An African elephant can weigh up to seven tons and can live for 70 years. When one of these behemoths dies, it is mourned. Worn paths radiating like the spokes of a wheel often surround a dead elephant, created by other pachyderms traveling to visit the remains over the course of days, weeks, or even years.
But in a circle of life writ extra-large, the natural death of an elephant also means survival for many others, including some currently threatened and endangered species. A horde of hungry animals quickly descends to reduce the carcass to bones, gulping down millions of calories in just a few days.
Recently, a film crew with Safari Live, which is produced by WildEarth Media for National Geographic, captured a remarkable scene of supersize scavenging in action in South Africa.

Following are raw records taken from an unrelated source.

//! Offline agent runner driven by pre-scripted turns.
//!
//! Used by the binary when no model backend is attached and by tests to play
//! back exact event sequences. Turns are consumed in order; once the script
//! runs out, every prompt is answered by an echo turn.

use super::{AgentEvent, AgentRunner, RunRequest};
use crate::cancel::CancelToken;
use crate::error::RunError;
use crate::permission::PermissionGate;
use crate::session::compact::local_summary;
use crate::session::Mode;
use crate::tokens::TokenTracker;
use crate::types::{Message, Role, ToolCall};
use async_trait::async_trait;
use serde_json::Value;
use std::collections::VecDeque;
use std::sync::{Mutex, MutexGuard, PoisonError};
use std::time::Duration;
use tokio::sync::mpsc;

/// One step of a scripted turn.
#[derive(Debug, Clone)]
pub enum ScriptStep {
    Emit(AgentEvent),
    /// Call a gated tool: asks the permission gate (if any) before "running".
    Tool {
        name: String,
        arguments: Value,
        output: String,
    },
    Sleep(Duration),
    /// Block until the run is cancelled.
    WaitForCancel,
}

/// A complete scripted response to one prompt.
#[derive(Debug, Clone)]
pub struct ScriptedTurn {
    steps: Vec<ScriptStep>,
    outcome: Result<String, RunError>,
}

impl ScriptedTurn {
    /// Stream `text` and finish successfully with it.
    pub fn reply(text: impl Into<String>) -> Self {
        let text = text.into();
        Self {
            steps: vec![ScriptStep::Emit(AgentEvent::Text {
                delta: text.clone(),
            })],
            outcome: Ok(text),
        }
    }

    /// Fail with `message` without emitting anything.
    pub fn fail(message: impl Into<String>) -> Self {
        Self {
            steps: Vec::new(),
            outcome: Err(RunError::new(message)),
        }
    }

    /// Never finish on its own; only cancellation ends the run.
    pub fn hang() -> Self {
        Self {
            steps: vec![ScriptStep::WaitForCancel],
            outcome: Err(RunError::cancelled()),
        }
    }

    /// Append a usage report after the existing steps.
    pub fn with_usage(mut self, input_tokens: u64, output_tokens: u64) -> Self {
        self.steps.push(ScriptStep::Emit(AgentEvent::Usage {
            input_tokens,
            output_tokens,
        }));
        self
    }

    /// Call a gated tool before anything else in the turn.
    pub fn with_tool(
        mut self,
        name: impl Into<String>,
        arguments: Value,
        output: impl Into<String>,
    ) -> Self {
        self.steps.insert(
            0,
            ScriptStep::Tool {
                name: name.into(),
                arguments,
                output: output.into(),
            },
        );
        self
    }

    /// Wait `delay` before the first step.
    pub fn with_delay(mut self, delay: Duration) -> Self {
        self.steps.insert(0, ScriptStep::Sleep(delay));
        self
    }

    pub fn then(mut self, step: ScriptStep) -> Self {
        self.steps.push(step);
        self
    }

    fn echo(request: &RunRequest) -> Self {
        let reply = match request.mode {
            Mode::Edit => format!("You said: {}", request.prompt),
            Mode::Plan => format!("Plan for: {}", request.prompt),
        };
        let mut context = request.messages.clone();
        context.push(Message::user(request.prompt.clone()));
        let input = TokenTracker::estimate_messages(&context);
        let output = TokenTracker::estimate_messages(&[Message::assistant(reply.clone())]);
        Self::reply(reply).with_usage(input, output)
    }
}

/// [`AgentRunner`] that plays back [`ScriptedTurn`]s.
#[derive(Debug, Default)]
pub struct ScriptedRunner {
    turns: Mutex<VecDeque<ScriptedTurn>>,
    summaries: Mutex<VecDeque<Result<String, RunError>>>,
    requests: Mutex<Vec<RunRequest>>,
    gate: Option<PermissionGate>,
}

fn locked<T>(mutex: &Mutex<T>) -> MutexGuard<'_, T> {
    mutex.lock().unwrap_or_else(PoisonError::into_inner)
}

impl ScriptedRunner {
    pub fn new() -> Self {
        Self::default()
    }

    /// Ask `gate` before every scripted tool call.
    pub fn with_gate(mut self, gate: PermissionGate) -> Self {
        self.gate = Some(gate);
        self
    }

    pub fn push_turn(&self, turn: ScriptedTurn) {
        locked(&self.turns).push_back(turn);
    }

    pub fn push_summary(&self, summary: Result<String, RunError>) {
        locked(&self.summaries).push_back(summary);
    }

    /// Every request seen so far, in arrival order.
    pub fn requests(&self) -> Vec<RunRequest> {
        locked(&self.requests).clone()
    }

    async fn call_tool(
        &self,
        call_id: &str,
        name: String,
        arguments: Value,
        output: String,
        events: &mpsc::UnboundedSender<AgentEvent>,
        cancel: &mut CancelToken,
    ) -> Result<Vec<Message>, RunError> {
        let args_text = arguments.to_string();
        let _ = events.send(AgentEvent::ToolStart {
            call_id: call_id.to_string(),
            name: name.clone(),
            arguments: args_text.clone(),
        });

        let allowed = match &self.gate {
            Some(gate) => tokio::select! {
                reply = gate.request(name.clone(), arguments) => match reply {
                    Ok(reply) => reply.allowed,
                    Err(err) => {
                        tracing::warn!(%err, tool = %name, "permission gate unavailable; denying");
                        false
                    }
                },
                _ = cancel.cancelled() => return Err(RunError::cancelled()),
            },
            None => true,
        };

        let (output, is_error) = if allowed {
            (output, false)
        } else {
            (format!("permission denied for `{name}`"), true)
        };
        let _ = events.send(AgentEvent::ToolEnd {
            call_id: call_id.to_string(),
            output: output.clone(),
            is_error,
        });

        let call = Message {
            role: Role::Assistant,
            content: None,
            tool_calls: vec![ToolCall {
                id: call_id.to_string(),
                name,
                arguments: args_text,
            }],
            tool_call_id: None,
        };
        Ok(vec![call, Message::tool_result(call_id, output)])
    }
}

#[async_trait]
impl AgentRunner for ScriptedRunner {
    async fn run(
        &self,
        request: RunRequest,
        events: mpsc::UnboundedSender<AgentEvent>,
        mut cancel: CancelToken,
    ) -> Result<Vec<Message>, RunError> {
        locked(&self.requests).push(request.clone());
        let next = locked(&self.turns).pop_front();
        let turn = next.unwrap_or_else(|| ScriptedTurn::echo(&request));

        let mut messages = Vec::new();
        let mut calls = 0usize;
        for step in turn.steps {
            if cancel.is_cancelled() {
                return Err(RunError::cancelled());
            }
            match step {
                ScriptStep::Emit(event) => {
                    let _ = events.send(event);
                }
                ScriptStep::Sleep(delay) => {
                    tokio::select! {
                        _ = tokio::time::sleep(delay) => {}
                        _ = cancel.cancelled() => return Err(RunError::cancelled()),
                    }
                }
                ScriptStep::WaitForCancel => {
                    cancel.cancelled().await;
                    return Err(RunError::cancelled());
                }
                ScriptStep::Tool {
                    name,
                    arguments,
                    output,
                } => {
                    calls += 1;
                    let call_id = format!("call_{calls}");
                    let produced = self
                        .call_tool(&call_id, name, arguments, output, &events, &mut cancel)
                        .await?;
                    messages.extend(produced);
                }
            }
        }
        drop(events);

        let text = turn.outcome?;
        messages.push(Message::assistant(text));
        Ok(messages)
    }

    async fn summarize(&self, messages: &[Message]) -> Result<String, RunError> {
        let scripted = locked(&self.summaries).pop_front();
        scripted.unwrap_or_else(|| Ok(local_summary(messages)))
    }
}

#[cfg(test)]
mod tests {
    use super::*;
    use crate::agent::RunOrigin;
    use crate::cancel::CancelHandle;
    use crate::permission::PermissionReply;
    use serde_json::json;

    fn request(prompt: &str) -> RunRequest {
        RunRequest {
            origin: RunOrigin::Foreground(1),
            prompt: prompt.to_string(),
            messages: Vec::new(),
            mode: Mode::Edit,
        }
    }

    fn drain(mut rx: mpsc::UnboundedReceiver<AgentEvent>) -> Vec<AgentEvent> {
        let mut events = Vec::new();
        while let Ok(event) = rx.try_recv() {
            events.push(event);
        }
        events
    }

    #[tokio::test]
    async fn echo_when_script_is_empty() {
        let runner = ScriptedRunner::new();
        let (tx, rx) = mpsc::unbounded_channel();
        let (_handle, token) = CancelHandle::new();
        let messages = runner.run(request("hi"), tx, token).await.expect("run");
        assert_eq!(messages, vec![Message::assistant("You said: hi")]);
        let events = drain(rx);
        assert!(matches!(events[0], AgentEvent::Text { .. }));
        assert!(matches!(events[1], AgentEvent::Usage { .. }));
        assert_eq!(runner.requests().len(), 1);
    }

    #[tokio::test]
    async fn scripted_failure_is_returned() {
        let runner = ScriptedRunner::new();
        runner.push_turn(ScriptedTurn::fail("429 rate limit"));
        let (tx, _rx) = mpsc::unbounded_channel();
        let (_handle, token) = CancelHandle::new();
        let err = runner.run(request("x"), tx, token).await.expect_err("fail");
        assert_eq!(err.to_string(), "429 rate limit");
    }

    #[tokio::test]
    async fn hang_ends_on_cancel() {
        let runner = ScriptedRunner::new();
        runner.push_turn(ScriptedTurn::hang());
        let (tx, _rx) = mpsc::unbounded_channel();
        let (handle, token) = CancelHandle::new();
        let run = runner.run(request("x"), tx, token);
        handle.cancel();
        let err = tokio::time::timeout(Duration::from_secs(1), run)
            .await
            .expect("cancel should end the run")
            .expect_err("cancelled");
        assert!(err.is_cancelled());
    }

    #[tokio::test]
    async fn denied_tool_reports_error_result() {
        let (gate, mut ui_rx) = PermissionGate::channel(None);
        let runner = ScriptedRunner::new().with_gate(gate);
        runner.push_turn(ScriptedTurn::reply("done").with_tool(
            "run_shell",
            json!({"command": "rm -rf target"}),
            "removed",
        ));
        let (tx, rx) = mpsc::unbounded_channel();
        let (_handle, token) = CancelHandle::new();

        let ui = tokio::spawn(async move {
            let request = ui_rx.recv().await.expect("permission request");
            assert_eq!(request.tool(), "run_shell");
            request.respond(PermissionReply::DENIED);
        });
        let messages = runner.run(request("clean"), tx, token).await.expect("run");
        ui.await.expect("ui task");

        assert_eq!(messages.len(), 3);
        assert_eq!(messages[0].tool_calls[0].name, "run_shell");
        assert_eq!(messages[1].text(), "permission denied for `run_shell`");
        let events = drain(rx);
        assert!(matches!(
            &events[1],
            AgentEvent::ToolEnd { is_error: true, .. }
        ));
    }

    #[tokio::test]
    async fn summaries_fall_back_to_local_digest() {
        let runner = ScriptedRunner::new();
        runner.push_summary(Err(RunError::new("summary model down")));
        assert!(runner.summarize(&[]).await.is_err());
        let summary = runner
            .summarize(&[Message::user("hello")])
            .await
            .expect("local summary");
        assert!(summary.contains("user: hello"));
    }
}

A male elephant had been gored in a fight with another male and later died of his injuries. After filming elephants grieving at his side, the crew decided to stick around to see what happened next.
What they got is a gory tableau, with roiling piles of vultures plunging into innards and fighting for choice scraps. But if you watch for a while, the carnage is a surprisingly orderly affair. Everyone has a job to do, and to some extent, they wait their turn to do it.

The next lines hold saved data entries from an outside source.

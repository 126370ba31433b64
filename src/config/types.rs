//! Configuration data model.
//!
//! Struct/enum definitions plus their defaults. Loading and precedence rules
//! live in `config::mod`.

use serde::Deserialize;
use std::time::Duration;

use super::defaults::{
    DEFAULT_COMPACT_THRESHOLD_TOKENS, DEFAULT_RETRY_INITIAL_DELAY_MS, DEFAULT_RETRY_MAX_ATTEMPTS,
    DEFAULT_RETRY_MAX_DELAY_MS,
};

/// Top-level session controller configuration.
#[derive(Debug, Clone, Default, Deserialize, PartialEq, Eq)]
#[serde(default)]
pub struct Config {
    pub retry: RetryConfig,
    pub compaction: CompactionConfig,
    pub approval: ApprovalConfig,
}

/// Delay curve between rate-limit retries.
#[derive(Debug, Clone, Copy, Default, Deserialize, PartialEq, Eq)]
#[serde(rename_all = "lowercase")]
pub enum BackoffPolicy {
    /// Every retry waits `initial_delay_ms`.
    Fixed,
    /// `initial_delay_ms * 2^(attempt-1)`, capped at `max_delay_ms`.
    #[default]
    Exponential,
}

/// `[retry]` section.
#[derive(Debug, Clone, Deserialize, PartialEq, Eq)]
#[serde(default)]
pub struct RetryConfig {
    pub max_attempts: u32,
    pub policy: BackoffPolicy,
    pub initial_delay_ms: u64,
    pub max_delay_ms: u64,
}

impl Default for RetryConfig {
    fn default() -> Self {
        Self {
            max_attempts: DEFAULT_RETRY_MAX_ATTEMPTS,
            policy: BackoffPolicy::default(),
            initial_delay_ms: DEFAULT_RETRY_INITIAL_DELAY_MS,
            max_delay_ms: DEFAULT_RETRY_MAX_DELAY_MS,
        }
    }
}

/// `[compaction]` section.
#[derive(Debug, Clone, Deserialize, PartialEq, Eq)]
#[serde(default)]
pub struct CompactionConfig {
    pub enabled: bool,
    pub threshold_tokens: u64,
}

impl Default for CompactionConfig {
    fn default() -> Self {
        Self {
            enabled: true,
            threshold_tokens: DEFAULT_COMPACT_THRESHOLD_TOKENS,
        }
    }
}

/// `[approval]` section.
#[derive(Debug, Clone, Default, Deserialize, PartialEq, Eq)]
#[serde(default)]
pub struct ApprovalConfig {
    /// Seconds an agent waits for an approval reply. `0` waits indefinitely.
    pub timeout_secs: u64,
}

impl ApprovalConfig {
    pub fn timeout(&self) -> Option<Duration> {
        (self.timeout_secs > 0).then(|| Duration::from_secs(self.timeout_secs))
    }
}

Related: Photos of Elephants Around the World
Vultures often spot a dead animal within minutes or hours of death, but even their strong beaks can’t tear through elephant hide, so many will circle aloft while they wait for the sharp teeth of lions or hyenas to “open” the carcass and spill the innards, says Joyce Poole, an elephant expert who codirects the conservation group ElephantVoices.

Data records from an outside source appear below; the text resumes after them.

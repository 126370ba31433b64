//! Session state owned by the reducer.

use super::compact::AutoCompact;
use super::editor::Editor;
use super::overlay::Overlay;
use super::queue::{PromptHistory, PromptQueue};
use super::retry::{RetryGovernor, RetryPolicy};
use crate::agent::RunId;
use crate::config::Config;
use crate::permission::PermissionRequest;
use crate::tasks::BackgroundRegistry;
use crate::tokens::TokenTracker;
use crate::types::Message;
use std::collections::VecDeque;
use std::sync::Arc;
use std::time::{Duration, Instant};

/// Agent operating mode.
#[derive(Debug, Clone, Copy, Default, PartialEq, Eq)]
pub enum Mode {
    #[default]
    Edit,
    /// Read-only planning: gated tools are denied without asking.
    Plan,
}

impl Mode {
    pub fn label(self) -> &'static str {
        match self {
            Self::Edit => "edit",
            Self::Plan => "plan",
        }
    }

    pub fn toggled(self) -> Self {
        match self {
            Self::Edit => Self::Plan,
            Self::Plan => Self::Edit,
        }
    }
}

/// One entry in the rendered transcript.
#[derive(Debug, Clone, PartialEq, Eq)]
pub enum ContentEntry {
    User(String),
    Assistant(AssistantTurn),
    Notice(String),
    Error(String),
}

impl ContentEntry {
    /// False only for an assistant turn that is still streaming.
    pub fn is_complete(&self) -> bool {
        match self {
            Self::Assistant(turn) => turn.done,
            _ => true,
        }
    }
}

/// Streamed output of one foreground run, in emission order.
#[derive(Debug, Clone, Default, PartialEq, Eq)]
pub struct AssistantTurn {
    pub blocks: Vec<AssistantBlock>,
    pub done: bool,
}

#[derive(Debug, Clone, PartialEq, Eq)]
pub enum AssistantBlock {
    Text(String),
    Thinking(String),
    ToolCall(ToolCallBlock),
}

#[derive(Debug, Clone, Copy, PartialEq, Eq)]
pub enum ToolStatus {
    Running,
    Done,
    Failed,
}

#[derive(Debug, Clone, PartialEq, Eq)]
pub struct ToolCallBlock {
    pub call_id: String,
    pub name: String,
    pub arguments: String,
    pub output: String,
    pub status: ToolStatus,
}

impl AssistantTurn {
    pub fn push_text(&mut self, delta: &str) {
        if let Some(AssistantBlock::Text(text)) = self.blocks.last_mut() {
            text.push_str(delta);
        } else {
            self.blocks.push(AssistantBlock::Text(delta.to_string()));
        }
    }

    pub fn push_thinking(&mut self, delta: &str) {
        if let Some(AssistantBlock::Thinking(text)) = self.blocks.last_mut() {
            text.push_str(delta);
        } else {
            self.blocks.push(AssistantBlock::Thinking(delta.to_string()));
        }
    }

    pub fn start_tool(&mut self, call_id: String, name: String, arguments: String) {
        self.blocks.push(AssistantBlock::ToolCall(ToolCallBlock {
            call_id,
            name,
            arguments,
            output: String::new(),
            status: ToolStatus::Running,
        }));
    }

    pub fn tool_progress(&mut self, call_id: &str, output: &str) {
        if let Some(block) = self.tool_mut(call_id) {
            block.output.push_str(output);
        }
    }

    pub fn finish_tool(&mut self, call_id: &str, output: String, is_error: bool) {
        if let Some(block) = self.tool_mut(call_id) {
            block.output = output;
            block.status = if is_error {
                ToolStatus::Failed
            } else {
                ToolStatus::Done
            };
        }
    }

    fn tool_mut(&mut self, call_id: &str) -> Option<&mut ToolCallBlock> {
        self.blocks.iter_mut().rev().find_map(|block| match block {
            AssistantBlock::ToolCall(call) if call.call_id == call_id => Some(call),
            _ => None,
        })
    }

    /// All text blocks joined.
    pub fn text(&self) -> String {
        self.blocks
            .iter()
            .filter_map(|block| match block {
                AssistantBlock::Text(text) => Some(text.as_str()),
                _ => None,
            })
            .collect()
    }
}

/// Footer/status data for the renderer.
#[derive(Debug, Clone, PartialEq, Eq)]
pub struct StatusSnapshot {
    pub mode: &'static str,
    pub agent_running: bool,
    pub compacting: bool,
    pub queued: usize,
    pub total_input_tokens: u64,
    pub total_output_tokens: u64,
    pub context_tokens: u64,
    pub saved_tokens: u64,
    pub background_running: usize,
    pub background_total: usize,
    /// Time left before a pending retry fires.
    pub retry_in: Option<Duration>,
    pub retry_attempt: u32,
    /// Question shown by the approval overlay, if open.
    pub permission_prompt: Option<String>,
}

/// A queued prompt loaded into the editor for editing.
#[derive(Debug, Clone, PartialEq, Eq)]
pub(super) struct QueueEdit {
    pub(super) index: usize,
    pub(super) original: String,
}

/// Complete interactive session state.
///
/// Owned by the host task and mutated only by [`super::update`].
#[derive(Debug)]
pub struct SessionState {
    pub(super) mode: Mode,
    pub(super) overlay: Option<Overlay>,
    pub(super) content: Vec<ContentEntry>,
    pub(super) agent_running: bool,
    pub(super) cancelling: bool,
    pub(super) run_id: Option<RunId>,
    pub(super) next_run_id: RunId,
    /// Prompt of the foreground run in flight.
    pub(super) in_flight: Option<String>,
    pub(super) queue: PromptQueue,
    pub(super) queue_edit: Option<QueueEdit>,
    pub(super) history: PromptHistory,
    pub(super) editor: Editor,
    pub(super) retry: RetryGovernor,
    pub(super) compact: AutoCompact,
    pub(super) tokens: TokenTracker,
    pub(super) conversation: Vec<Message>,
    pub(super) conversation_epoch: u64,
    pub(super) pending_permissions: VecDeque<PermissionRequest>,
    pub(super) registry: Arc<BackgroundRegistry>,
    pub(super) next_background_id: u64,
    pub(super) viewport: (u16, u16),
    pub(super) should_quit: bool,
}

impl SessionState {
    pub fn new(config: &Config, registry: Arc<BackgroundRegistry>) -> Self {
        Self {
            mode: Mode::default(),
            overlay: None,
            content: Vec::new(),
            agent_running: false,
            cancelling: false,
            run_id: None,
            next_run_id: 1,
            in_flight: None,
            queue: PromptQueue::new(),
            queue_edit: None,
            history: PromptHistory::new(),
            editor: Editor::new(),
            retry: RetryGovernor::new(RetryPolicy::from(&config.retry)),
            compact: AutoCompact::new(&config.compaction),
            tokens: TokenTracker::new(),
            conversation: Vec::new(),
            conversation_epoch: 0,
            pending_permissions: VecDeque::new(),
            registry,
            next_background_id: 1,
            viewport: (80, 24),
            should_quit: false,
        }
    }

    pub fn with_mode(mut self, mode: Mode) -> Self {
        self.mode = mode;
        self
    }

    pub fn mode(&self) -> Mode {
        self.mode
    }

    pub fn overlay(&self) -> Option<&Overlay> {
        self.overlay.as_ref()
    }

    pub fn content(&self) -> &[ContentEntry] {
        &self.content
    }

    pub fn is_agent_running(&self) -> bool {
        self.agent_running
    }

    /// Id of the foreground run, while one is active.
    pub fn current_run(&self) -> Option<RunId> {
        self.agent_running.then_some(self.run_id).flatten()
    }

    pub fn is_compacting(&self) -> bool {
        self.compact.is_compacting()
    }

    pub fn is_retry_pending(&self) -> bool {
        self.retry.is_pending()
    }

    /// A new prompt cannot start right now.
    pub fn is_busy(&self) -> bool {
        self.agent_running || self.compact.is_compacting() || self.retry.is_pending()
    }

    /// Nothing running and nothing waiting.
    pub fn is_idle(&self) -> bool {
        !self.is_busy() && self.queue.is_empty()
    }

    pub fn queue(&self) -> &PromptQueue {
        &self.queue
    }

    pub fn history(&self) -> &PromptHistory {
        &self.history
    }

    pub fn editor(&self) -> &super::editor::Editor {
        &self.editor
    }

    pub fn conversation(&self) -> &[Message] {
        &self.conversation
    }

    /// Bumped every time compaction replaces the conversation.
    pub fn conversation_epoch(&self) -> u64 {
        self.conversation_epoch
    }

    pub fn tokens(&self) -> &TokenTracker {
        &self.tokens
    }

    pub fn retry_count(&self) -> u32 {
        self.retry.count()
    }

    pub fn registry(&self) -> &Arc<BackgroundRegistry> {
        &self.registry
    }

    pub fn pending_permissions(&self) -> usize {
        self.pending_permissions.len()
    }

    pub fn viewport(&self) -> (u16, u16) {
        self.viewport
    }

    pub fn should_quit(&self) -> bool {
        self.should_quit
    }

    pub fn status(&self) -> StatusSnapshot {
        self.status_at(Instant::now())
    }

    pub fn status_at(&self, now: Instant) -> StatusSnapshot {
        let permission_prompt = match &self.overlay {
            Some(Overlay::Approval(request)) => Some(request.prompt_text()),
            _ => None,
        };
        StatusSnapshot {
            mode: self.mode.label(),
            agent_running: self.agent_running,
            compacting: self.compact.is_compacting(),
            queued: self.queue.len(),
            total_input_tokens: self.tokens.total_input_tokens,
            total_output_tokens: self.tokens.total_output_tokens,
            context_tokens: self.tokens.context_tokens(),
            saved_tokens: self.tokens.saved_tokens(),
            background_running: self.registry.running_count(),
            background_total: self.registry.count(),
            retry_in: self.retry.remaining(now),
            retry_attempt: self.retry.count(),
            permission_prompt,
        }
    }

    pub(super) fn push_notice(&mut self, text: impl Into<String>) {
        self.content.push(ContentEntry::Notice(text.into()));
    }

    pub(super) fn push_error(&mut self, text: impl Into<String>) {
        self.content.push(ContentEntry::Error(text.into()));
    }

    /// Apply `f` to the streaming assistant turn, opening one if needed.
    pub(super) fn with_turn(&mut self, f: impl FnOnce(&mut AssistantTurn)) {
        let open = matches!(self.content.last(), Some(ContentEntry::Assistant(turn)) if !turn.done);
        if !open {
            self.content
                .push(ContentEntry::Assistant(AssistantTurn::default()));
        }
        if let Some(ContentEntry::Assistant(turn)) = self.content.last_mut() {
            f(turn);
        }
    }

    /// Close every streaming assistant turn.
    pub(super) fn finish_turns(&mut self) {
        for entry in self.content.iter_mut().rev() {
            if let ContentEntry::Assistant(turn) = entry {
                if turn.done {
                    break;
                }
                turn.done = true;
            }
        }
    }
}

#[cfg(test)]
mod tests {
    use super::*;

    #[test]
    fn text_deltas_merge_and_tools_interleave() {
        let mut turn = AssistantTurn::default();
        turn.push_text("Hel");
        turn.push_text("lo");
        turn.start_tool("c1".into(), "shell".into(), "{}".into());
        turn.tool_progress("c1", "partial ");
        turn.tool_progress("c1", "output");
        turn.push_text(" done");
        turn.finish_tool("c1", "final".into(), true);
        assert_eq!(turn.blocks.len(), 3);
        assert_eq!(turn.text(), "Hello done");
        match &turn.blocks[1] {
            AssistantBlock::ToolCall(call) => {
                assert_eq!(call.output, "final");
                assert_eq!(call.status, ToolStatus::Failed);
            }
            other => panic!("expected tool call, got {other:?}"),
        }
    }

    #[test]
    fn unknown_tool_progress_is_ignored() {
        let mut turn = AssistantTurn::default();
        turn.tool_progress("ghost", "x");
        assert!(turn.blocks.is_empty());
    }

    #[test]
    fn status_reflects_state() {
        let state = SessionState::new(&Config::default(), Arc::new(BackgroundRegistry::new()))
            .with_mode(Mode::Plan);
        let status = state.status();
        assert_eq!(status.mode, "plan");
        assert_eq!(status.queued, 0);
        assert_eq!(status.retry_in, None);
        assert!(state.is_idle());
    }

    #[test]
    fn mode_toggles() {
        assert_eq!(Mode::Edit.toggled(), Mode::Plan);
        assert_eq!(Mode::Plan.toggled().label(), "edit");
    }
}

In the case of the bull captured on video, several spotted hyenas opened the carcass to a flock of white-backed vultures, which quickly covered the elephant in a mass of tugging, flapping birds.
Hundreds of vultures can descend on an elephant carcass at once and reduce it to a skeleton in a matter of days, says National Geographic grantee and vulture expert Munir Virani of The Peregrine Fund, who has witnessed the grim spectacle a few times in the flesh.
“It’s just incredible—the noise, the cacophony—they jostle and they jump and they fight and pull one another’s wings,” Virani says.
In Death, Pulses of Life
These feasts can be crucial for vultures, whose populations have plummeted as humans have changed their habitats and poisoned them. When a large animal dies, vultures stuff their crops with as much meat as they can hold to take back to their nests. They’re rearing chicks for about half the year, Virani says, so they need to find as many big meals as possible.
While dead elephants are far from an everyday feast—especially since their numbers have plummeted in Africa from millions to a few hundred thousand—Virani points out that scavengers such as vultures evolved alongside big migrating herd animals like elephants and wildebeest and depend on their numbers.
Elephant carcasses also feed a full community of decomposers, which will move in to chow down on anything the bigger scavengers don’t get to quickly enough.
“The maggots take over at some point, and the whole carcass is just seething with maggots,” says Poole.
What’s more, a carcass site becomes soaked with blood and fluids released during decomposition, creating a fertile patch of ground where microbes release nutrients into the soil. And all those visiting elephants leave piles of poop that host several species of dung beetle and countless other small creatures, Poole adds.
Scientists look for these decomposition sites to better understand the number of elephants living, and dying, in a population. Elephant expert Iain Douglas-Hamilton developed what’s known as the “carcass ratio,” or the percentage of dead elephants found in a census. It’s a rather grisly sounding tool, but an effective one.
For instance, Botswana had a relatively low carcass ratio of just seven percent in the recent Great Elephant Census, compared with 32 percent in Mozambique. Fewer dead elephants usually means less poaching activity, which is why conservation groups were shocked this week when surveys in Botswana counted up at least 87 recent elephant carcasses, minus their tusks.
Now, we’re losing elephants at an alarming rate, and the effects of their rapid decline will trickle down on the environment and on other animals.
The feast an elephant provides after a natural death may be a fleeting pulse, “but that dynamic is what’s so important in ecosystems,” Poole says. “To remain diverse and alive, they need to change. They need to have these pulses in the system.”